Misjoinder of Defendants

Arguably the most significant patent litigation change by the AIA is its reform of the rules of joinder of parties in a patent infringement suit. Before the AIA, plaintiffs could sue multiple defendants in the same action based solely on allegations that the defendants had infringed the same patent(s)-in-suit, as long as some of the infringing activities, which include the sale or offer for sale of an infringing item, occurred in that district.

Grouping multiple defendants — many times direct competitors — in a single suit allowed plaintiffs to avoid the costs of suing individual infringers in separate suits in multiple districts. In addition, lumping competitors together as co-defendants forced these competitors either to share confidential information and costs between themselves, or to spend even more money and resources defending the case individually.
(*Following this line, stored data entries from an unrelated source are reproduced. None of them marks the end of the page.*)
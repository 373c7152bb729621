//! POST /api/documents/process/{category}: ingests files already on disk.

use std::sync::Arc;

use axum::{
    extract::{Path, State},
    response::{IntoResponse, Response},
};
use tracing::{info, instrument};

use crate::{
    core::{app_state::AppState, category::Category, http::response_envelope::ApiResponse},
    error_handler::{AppError, AppResult},
    routes::documents::documents_response::ProcessResponse,
};

/// Handler: POST /api/documents/process/{category}
///
/// Embeds every file of `{category}_docs/` not yet in collection `{category}_docs`.
#[instrument(name = "process_documents", skip(state))]
pub async fn process_documents(
    State(state): State<Arc<AppState>>,
    Path(category): Path<String>,
) -> AppResult<Response> {
    let category: Category = category.parse().map_err(AppError::BadRequest)?;
    let collection = category.collection().ok_or_else(|| {
        AppError::BadRequest(format!("{category} documents are stored only, not embedded"))
    })?;

    let dir = state.config.docs_dir(category);
    let stats = state.store().process_documents(&dir, &collection).await?;
    info!(%collection, ?stats, "documents processed");

    let message = format!(
        "Processed {} new files ({} chunks), {} already present, {} failed",
        stats.files_processed, stats.chunks_added, stats.files_skipped, stats.files_failed
    );
    Ok(ApiResponse::success(ProcessResponse {
        category,
        collection,
        stats,
        message,
    })
    .into_response())
}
A particular type of plaintiff, a non-practicing entity (NPE), sometimes referred to as a “patent troll,” has effectively adopted this strategy as its litigation method of choice. While NPEs do not have the capabilities to design, manufacture or distribute products covered by their patents, they have used this litigation strategy to nearly triple their median damages awards from $3.9 million in 2002 to $12.9 million in 2009, causing great concern among manufacturing companies. 1

With the enactment of the AIA, simply infringing the same patent is not enough to be co-defendants in a single suit. Accused infringers can now only be joined in a single action for patent infringement if the right to relief arises out of the same transaction, occurrence or series of transactions or occurrences relating to the infringement, and the right is based on common questions of fact. This provision was aimed at curtailing the previous practices of NPEs by eliminating the economies of scale they enjoyed with multiple defendants in one suit, thereby reducing the overall number of suits filed. In addition to an increase in costs, plaintiffs who seek to file multiple suits against individual defendants now face an increased risk of experiencing inconsistent invalidity determinations from suit to suit, which could effectively terminate their enforcement activities if any determination were unfavorable. The potential increases in costs and risks explain the massive rush to file infringement suits before the enactment of the AIA. At least 54 new patent cases, with a total of 804 defendants, were filed in federal court nationwide on September 15, 2011, the day before the AIA was signed. 2

After the AIA’s enactment, it may be common to see more dismissals of defendants improperly attached to a suit, as recently occurred in Optimum Power Solutions LLC v. Apple Inc. 3 Optimum Power Solutions, the plaintiff who initiated the suit in February 2010, sought to amend its complaint, which listed five defendants, to include five additional defendants. The original defendants moved to dismiss the case on the theory that they were misjoined. The district court for the Northern District of California agreed, dismissing four of the five original defendants and denying the plaintiff’s motion for leave to amend its complaint.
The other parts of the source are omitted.